■ Instructions to follow ■
Gather, from the data below, each line in which the word "BoardError" occurs.

*** Opening Supplied records ***

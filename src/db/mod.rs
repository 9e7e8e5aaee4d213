mod columns;
mod projects;
mod schema;
mod tasks;

use std::path::PathBuf;
use std::sync::{Arc, Mutex, MutexGuard};

use chrono::Utc;
use rusqlite::types::Type;
use rusqlite::{Connection, Row, Transaction, TransactionBehavior};
use uuid::Uuid;

use crate::config::{BoardConfig, RetryPolicy};
use crate::error::{BoardError, Result};

pub use columns::ColumnSpace;
pub use tasks::TaskSpace;

/// Handle to the board store.
///
/// Cloning shares the underlying connection. Separate handles opened on the
/// same file (other threads or processes) are coordinated by SQLite's write
/// lock: every mutating operation runs in a `BEGIN IMMEDIATE` transaction and
/// is retried according to the handle's [`RetryPolicy`].
pub struct Database {
    conn: Arc<Mutex<Connection>>,
    retry: RetryPolicy,
}

impl Database {
    pub fn open(path: PathBuf) -> anyhow::Result<Self> {
        Self::open_with_policy(path, RetryPolicy::default())
    }

    pub fn open_with_policy(path: PathBuf, retry: RetryPolicy) -> anyhow::Result<Self> {
        let parent = path
            .parent()
            .ok_or_else(|| anyhow::anyhow!("Database path has no parent directory"))?;
        std::fs::create_dir_all(parent)?;
        let conn = Connection::open(&path)?;
        // Another handle may be converting a fresh file to WAL right now
        conn.busy_timeout(retry.busy_timeout)?;
        conn.pragma_update(None, "journal_mode", "WAL")?;
        Self::configure(conn, retry)
    }

    pub fn open_with_config(config: &BoardConfig) -> anyhow::Result<Self> {
        Self::open_with_policy(config.database_path()?, config.retry_policy())
    }

    pub fn open_default() -> anyhow::Result<Self> {
        Self::open_with_config(&BoardConfig::default())
    }

    pub fn open_memory() -> anyhow::Result<Self> {
        let conn = Connection::open_in_memory()?;
        Self::configure(conn, RetryPolicy::default())
    }

    fn configure(conn: Connection, retry: RetryPolicy) -> anyhow::Result<Self> {
        conn.pragma_update(None, "foreign_keys", "ON")?;
        conn.busy_timeout(retry.busy_timeout)?;
        Ok(Self {
            conn: Arc::new(Mutex::new(conn)),
            retry,
        })
    }

    /// Bring the schema up to date. Safe to call from several handles on the
    /// same file at once.
    pub fn migrate(&self) -> anyhow::Result<()> {
        let mut conn = self.lock();
        schema::run_migrations(&mut conn)
    }

    pub fn retry_policy(&self) -> RetryPolicy {
        self.retry
    }

    fn lock(&self) -> MutexGuard<'_, Connection> {
        self.conn.lock().expect("database lock poisoned")
    }

    /// Run `op` as one atomic write.
    ///
    /// The transaction takes the write lock before `op` reads anything, so the
    /// read-plan-write sequence of an ordering operation cannot interleave with
    /// another writer. Any error rolls the whole transaction back. Busy, locked
    /// and uniqueness failures re-run `op` from scratch until the policy's
    /// attempts are used up.
    pub(crate) fn write<T>(&self, op: impl Fn(&Transaction<'_>) -> Result<T>) -> Result<T> {
        let mut attempt = 1;
        loop {
            let outcome = {
                let mut conn = self.lock();
                run_in_transaction(&mut conn, TransactionBehavior::Immediate, &op)
            };

            match outcome {
                Ok(value) => return Ok(value),
                Err(e) if e.is_retryable() => {
                    if attempt >= self.retry.max_attempts {
                        tracing::error!(attempts = attempt, "Giving up after conflict: {}", e);
                        return Err(BoardError::ConcurrencyConflict { attempts: attempt });
                    }
                    tracing::warn!(attempt, "Write conflicted, retrying: {}", e);
                    std::thread::sleep(self.retry.backoff * attempt);
                    attempt += 1;
                }
                Err(e) => return Err(e),
            }
        }
    }

    /// Run `op` against a consistent snapshot.
    pub(crate) fn read<T>(&self, op: impl FnOnce(&Transaction<'_>) -> Result<T>) -> Result<T> {
        let mut conn = self.lock();
        run_in_transaction(&mut conn, TransactionBehavior::Deferred, op)
    }
}

impl Clone for Database {
    fn clone(&self) -> Self {
        Self {
            conn: self.conn.clone(),
            retry: self.retry,
        }
    }
}

fn run_in_transaction<T>(
    conn: &mut Connection,
    behavior: TransactionBehavior,
    op: impl FnOnce(&Transaction<'_>) -> Result<T>,
) -> Result<T> {
    let tx = conn.transaction_with_behavior(behavior)?;
    let value = op(&tx)?;
    tx.commit()?;
    Ok(value)
}

/// Read a text id column. A malformed id is a conversion failure, which aborts
/// whatever transaction is reading it.
pub(crate) fn parse_uuid(row: &Row<'_>, idx: usize) -> rusqlite::Result<Uuid> {
    let raw: String = row.get(idx)?;
    Uuid::parse_str(&raw)
        .map_err(|e| rusqlite::Error::FromSqlConversionFailure(idx, Type::Text, Box::new(e)))
}

fn parse_datetime(s: String) -> chrono::DateTime<Utc> {
    chrono::DateTime::parse_from_rfc3339(&s)
        .map(|dt| dt.with_timezone(&Utc))
        .unwrap_or_else(|_| Utc::now())
}

fn require_name(field: &str, value: &str, max_len: usize) -> Result<()> {
    let trimmed = value.trim();
    if trimmed.is_empty() {
        return Err(BoardError::invalid(format!("{field} must not be empty")));
    }
    if trimmed.chars().count() > max_len {
        return Err(BoardError::invalid(format!(
            "{field} must be at most {max_len} characters"
        )));
    }
    Ok(())
}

*** Closing Supplied records ***

■ Exercise result ■
use crate::error::{BoardError, Result};
                        return Err(BoardError::ConcurrencyConflict { attempts: attempt });
        return Err(BoardError::invalid(format!("{field} must not be empty")));
        return Err(BoardError::invalid(format!(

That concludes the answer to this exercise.